After going back and forth for a few days (because of me), we decided on the name Amoriyah Renee. Her first name means "Yahweh has spoken" and her middle name is Brandon's mom's first name.

We originally found the name Moriah in a Hebrew name book and really liked it. But, then we found it spelled Moriyah, which we liked better, but it changed the meaning of it and we didn't really care for the new meaning. Then, we found Amariah in another book and, after talking with our friend Nathan, discovered we could change the spelling to Amoriyah without sacrificing the meaning. So...that's how we came up with our baby girl's name!

Here's a few new pictures: new ones of Amoriyah and a new belly picture, even though I'm not sure you can tell much of a difference from the last belly picture:( But, the Dr. said she's growing and developing right on track!

21 weeks




Friday, March 5, 2010

Charlotte Jane

Over the past few months, I've really been challenged a lot in my faith and belief system. Don't get me wrong; I've never doubted God or my salvation, just been awakened to some new truths that I've never thought hard about before. There have been several times where I've struggled and gone back and forth asking many questions of my husband and friends. I've never quite had a desire to learn and grow in the way that I do now. It's, of course, still difficult at times to get in the word, but that new spark has pushed me closer to Him.
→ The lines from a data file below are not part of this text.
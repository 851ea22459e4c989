use serde::{Deserialize, Serialize};

use crate::error::ValidationError;

/// 单选题
///
/// 序列化格式为 `{ prompt, options, correctOptionIndex }`，
/// 读取时兼容旧格式的 `question` / `correctAnswer` 字段。
#[derive(Debug, Clone, PartialEq, Eq, Serialize, Deserialize)]
#[serde(rename_all = "camelCase")]
pub struct Question {
    #[serde(alias = "question")]
    pub prompt: String,
    pub options: Vec<String>,
    #[serde(alias = "correctAnswer")]
    pub correct_option_index: usize,
}

impl Question {
    /// 创建新题目（不做校验，见 [`Question::validate`]）
    pub fn new(
        prompt: impl Into<String>,
        options: impl IntoIterator<Item = impl Into<String>>,
        correct_option_index: usize,
    ) -> Self {
        Self {
            prompt: prompt.into(),
            options: options.into_iter().map(Into::into).collect(),
            correct_option_index,
        }
    }

    /// 校验题目
    ///
    /// # 参数
    /// - `index`: 题目在题库中的位置（仅用于错误信息）
    pub fn validate(&self, index: usize) -> Result<(), ValidationError> {
        let invalid = |reason: &str| ValidationError::InvalidQuestion {
            index,
            reason: reason.to_string(),
        };

        if self.prompt.trim().is_empty() {
            return Err(invalid("题干为空"));
        }
        if self.options.len() < 2 {
            return Err(invalid("选项少于 2 个"));
        }
        if self.correct_option_index >= self.options.len() {
            return Err(invalid("正确答案索引超出选项范围"));
        }
        Ok(())
    }

    pub fn option_count(&self) -> usize {
        self.options.len()
    }

    /// 判断选项索引是否合法
    pub fn has_option(&self, option_index: usize) -> bool {
        option_index < self.options.len()
    }

    pub fn is_correct(&self, option_index: usize) -> bool {
        option_index == self.correct_option_index
    }
}

impl std::fmt::Display for Question {
    fn fmt(&self, f: &mut std::fmt::Formatter<'_>) -> std::fmt::Result {
        write!(f, "{} ({} 个选项)", self.prompt, self.options.len())
    }
}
Then, about a month ago, my brother and sister-in-law received some news that their daughter, Charlotte Jane, who was to be born in late February, would more than likely be born with some type of genetic disorder. There were many unanswered questions as to what was really going on; the only solution was to wait until she arrived.

On February 10, Charlotte was born. Due to some complications with her lungs, she was rushed to the NICU to be put on a ventilator. Later that night, she was transported to Cook Children's Hospital where they could give her more specilized care. The next several days were pretty difficult as Charlotte struggled to breathe on her own. Then, on February 17, Charlotte's fight and pain were over when she went home to be with our Savior.
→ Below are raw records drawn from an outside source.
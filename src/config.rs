use std::path::Path;
use std::str::FromStr;

use serde::{Deserialize, Serialize};

use crate::error::ConfigError;

/// 计时范围
#[derive(Debug, Clone, Copy, PartialEq, Eq, Serialize, Deserialize)]
#[serde(rename_all = "snake_case")]
pub enum TimerScope {
    /// 每道题独立计时，换题时重置
    PerQuestion,
    /// 整场测验共用一个时间预算
    PerSession,
}

impl FromStr for TimerScope {
    type Err = ();

    fn from_str(s: &str) -> Result<Self, Self::Err> {
        match s.trim().to_ascii_lowercase().as_str() {
            "per_question" | "question" => Ok(TimerScope::PerQuestion),
            "per_session" | "session" => Ok(TimerScope::PerSession),
            _ => Err(()),
        }
    }
}

/// 程序配置文件
#[derive(Clone, Debug, Serialize, Deserialize)]
#[serde(default)]
pub struct Config {
    /// 计时时长（秒）
    pub timer_duration_secs: u32,
    /// 计时范围
    pub timer_scope: TimerScope,
    /// 计时器节拍间隔（毫秒）
    pub tick_interval_ms: u64,
    /// 题库存储目录
    pub store_dir: String,
    /// 题库在存储中的键
    pub catalog_key: String,
    /// 是否显示详细日志
    pub verbose_logging: bool,
}

impl Default for Config {
    fn default() -> Self {
        Self {
            timer_duration_secs: 10,
            timer_scope: TimerScope::PerQuestion,
            tick_interval_ms: 1000,
            store_dir: "quiz_store".to_string(),
            catalog_key: "quiz_questions".to_string(),
            verbose_logging: false,
        }
    }
}

impl Config {
    /// 默认配置 + 环境变量覆盖
    pub fn from_env() -> Result<Self, ConfigError> {
        Self::default().with_overrides(|name| std::env::var(name).ok())
    }

    /// 读取 TOML 配置文件（可选），再应用环境变量覆盖
    pub fn load(path: Option<&Path>) -> Result<Self, ConfigError> {
        match path {
            Some(path) if path.exists() => {
                Self::load_with(path, |name| std::env::var(name).ok())
            }
            _ => Self::from_env(),
        }
    }

    /// 文件中的值可能被覆盖，校验在覆盖之后统一进行
    fn load_with<F>(path: &Path, lookup: F) -> Result<Self, ConfigError>
    where
        F: Fn(&str) -> Option<String>,
    {
        Self::read_toml_file(path)?.with_overrides(lookup)
    }

    /// 从 TOML 文件解析配置，缺失的字段使用默认值（不校验）
    fn read_toml_file(path: &Path) -> Result<Self, ConfigError> {
        let content =
            std::fs::read_to_string(path).map_err(|source| ConfigError::FileReadFailed {
                path: path.display().to_string(),
                source,
            })?;
        let config: Config =
            toml::from_str(&content).map_err(|source| ConfigError::TomlParseFailed {
                path: path.display().to_string(),
                source,
            })?;
        Ok(config)
    }

    /// 按变量名查找覆盖值
    pub fn with_overrides<F>(mut self, lookup: F) -> Result<Self, ConfigError>
    where
        F: Fn(&str) -> Option<String>,
    {
        if let Some(v) = lookup("QUIZ_TIMER_SECS") {
            self.timer_duration_secs = parse_var("QUIZ_TIMER_SECS", &v, "u32")?;
        }
        if let Some(v) = lookup("QUIZ_TIMER_SCOPE") {
            self.timer_scope = parse_var("QUIZ_TIMER_SCOPE", &v, "per_question|per_session")?;
        }
        if let Some(v) = lookup("QUIZ_TICK_MS") {
            self.tick_interval_ms = parse_var("QUIZ_TICK_MS", &v, "u64")?;
        }
        if let Some(v) = lookup("QUIZ_STORE_DIR") {
            self.store_dir = v;
        }
        if let Some(v) = lookup("QUIZ_CATALOG_KEY") {
            self.catalog_key = v;
        }
        if let Some(v) = lookup("VERBOSE_LOGGING") {
            self.verbose_logging = parse_var("VERBOSE_LOGGING", &v, "bool")?;
        }
        self.validate()?;
        Ok(self)
    }

    fn validate(&self) -> Result<(), ConfigError> {
        if self.timer_duration_secs == 0 {
            return Err(ConfigError::InvalidValue {
                field: "timer_duration_secs".to_string(),
                reason: "必须大于 0".to_string(),
            });
        }
        if self.tick_interval_ms == 0 {
            return Err(ConfigError::InvalidValue {
                field: "tick_interval_ms".to_string(),
                reason: "必须大于 0".to_string(),
            });
        }
        if self.catalog_key.trim().is_empty() {
            return Err(ConfigError::InvalidValue {
                field: "catalog_key".to_string(),
                reason: "不能为空".to_string(),
            });
        }
        Ok(())
    }
}

fn parse_var<T: FromStr>(var_name: &str, value: &str, expected_type: &str) -> Result<T, ConfigError> {
    value
        .trim()
        .parse()
        .map_err(|_| ConfigError::EnvVarParseFailed {
            var_name: var_name.to_string(),
            value: value.to_string(),
            expected_type: expected_type.to_string(),
        })
}

#[cfg(test)]
mod tests {
    use super::*;
    use std::collections::HashMap;

    fn lookup(vars: &[(&str, &str)]) -> impl Fn(&str) -> Option<String> {
        let map: HashMap<String, String> = vars
            .iter()
            .map(|(k, v)| (k.to_string(), v.to_string()))
            .collect();
        move |name| map.get(name).cloned()
    }

    #[test]
    fn overrides_apply_on_top_of_defaults() {
        let config = Config::default()
            .with_overrides(lookup(&[
                ("QUIZ_TIMER_SECS", "5"),
                ("QUIZ_TIMER_SCOPE", "per_session"),
                ("VERBOSE_LOGGING", "true"),
            ]))
            .unwrap();
        assert_eq!(config.timer_duration_secs, 5);
        assert_eq!(config.timer_scope, TimerScope::PerSession);
        assert!(config.verbose_logging);
        assert_eq!(config.catalog_key, "quiz_questions");
    }

    #[test]
    fn bad_number_is_reported_with_variable_name() {
        let err = Config::default()
            .with_overrides(lookup(&[("QUIZ_TIMER_SECS", "ten")]))
            .unwrap_err();
        match err {
            ConfigError::EnvVarParseFailed { var_name, .. } => {
                assert_eq!(var_name, "QUIZ_TIMER_SECS")
            }
            other => panic!("unexpected error: {other}"),
        }
    }

    #[test]
    fn zero_duration_is_rejected() {
        let err = Config::default()
            .with_overrides(lookup(&[("QUIZ_TIMER_SECS", "0")]))
            .unwrap_err();
        assert!(matches!(err, ConfigError::InvalidValue { .. }));
    }

    #[test]
    fn toml_fills_missing_fields_with_defaults() {
        let config: Config = toml::from_str(
            r#"
            timer_duration_secs = 30
            timer_scope = "per_session"
            "#,
        )
        .unwrap();
        assert_eq!(config.timer_duration_secs, 30);
        assert_eq!(config.timer_scope, TimerScope::PerSession);
        assert_eq!(config.tick_interval_ms, 1000);
        assert_eq!(config.store_dir, "quiz_store");
    }

    fn write_toml(name: &str, content: &str) -> std::path::PathBuf {
        let path = std::env::temp_dir().join(format!(
            "quiz_config_{}_{}.toml",
            name,
            std::process::id()
        ));
        std::fs::write(&path, content).unwrap();
        path
    }

    #[test]
    fn env_override_rescues_zero_duration_in_file() {
        let path = write_toml("rescued", "timer_duration_secs = 0\n");
        let config = Config::load_with(&path, lookup(&[("QUIZ_TIMER_SECS", "5")])).unwrap();
        assert_eq!(config.timer_duration_secs, 5);
        let _ = std::fs::remove_file(path);
    }

    #[test]
    fn zero_duration_in_file_without_override_is_rejected() {
        let path = write_toml("unrescued", "timer_duration_secs = 0\n");
        let err = Config::load_with(&path, lookup(&[])).unwrap_err();
        match err {
            ConfigError::InvalidValue { field, .. } => assert_eq!(field, "timer_duration_secs"),
            other => panic!("unexpected error: {other}"),
        }
        let _ = std::fs::remove_file(path);
    }
}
God struck me hard with this. This is the closest I've ever been to death; I've had grandparents that have passed away, but it just seems unnatural and "unfair" for such a young life to have to go through that. My prayer life radically changed from the moment we found out that Charlotte might be born with complications. I had many questions and didn't really understand. I praised God in all of it, but was also very fearful, anxious and doubtful.

However, my faith has never grown so much in my life or in quite the same way as it has because of this and for that I'm grateful. I've been able to see some miraculous faith and trust in God in Justin and Angela as well which has been awesome to get to see. God has been glorified so much and changed others through this little precious life. I believe it was during Charlotte's graveside when Rick was talking about suffering on this earth. Suffering brings us closer to the cross and helps us experience Christ. Not only because we draw nearer to Him in our pain, but because it is part of the fullness of the Christian life. Christ endured the pinnacle of suffering on the cross and when we experience some degree of suffering, we're experiencing some degree of Him. When we meditate on that, it should make us fall to our knees in reverance because of the fullness of God's grace. So, we should rejoice in our suffering.

Ecclesiastes 3:4 is a significant truth that Ang told me she has really learned through this. "There's a time to weep and a time to laugh, a time to mourn and a time to dance." After I've meditated on the truth about suffering, this becomes extremely profound. Even though there's much pain and weeping associated with Charlotte's death, there's much joy because her pain is over and she is in the presence of our God. So, it's ok to laugh and cry at the same time; it's part of this incredible journey we're on.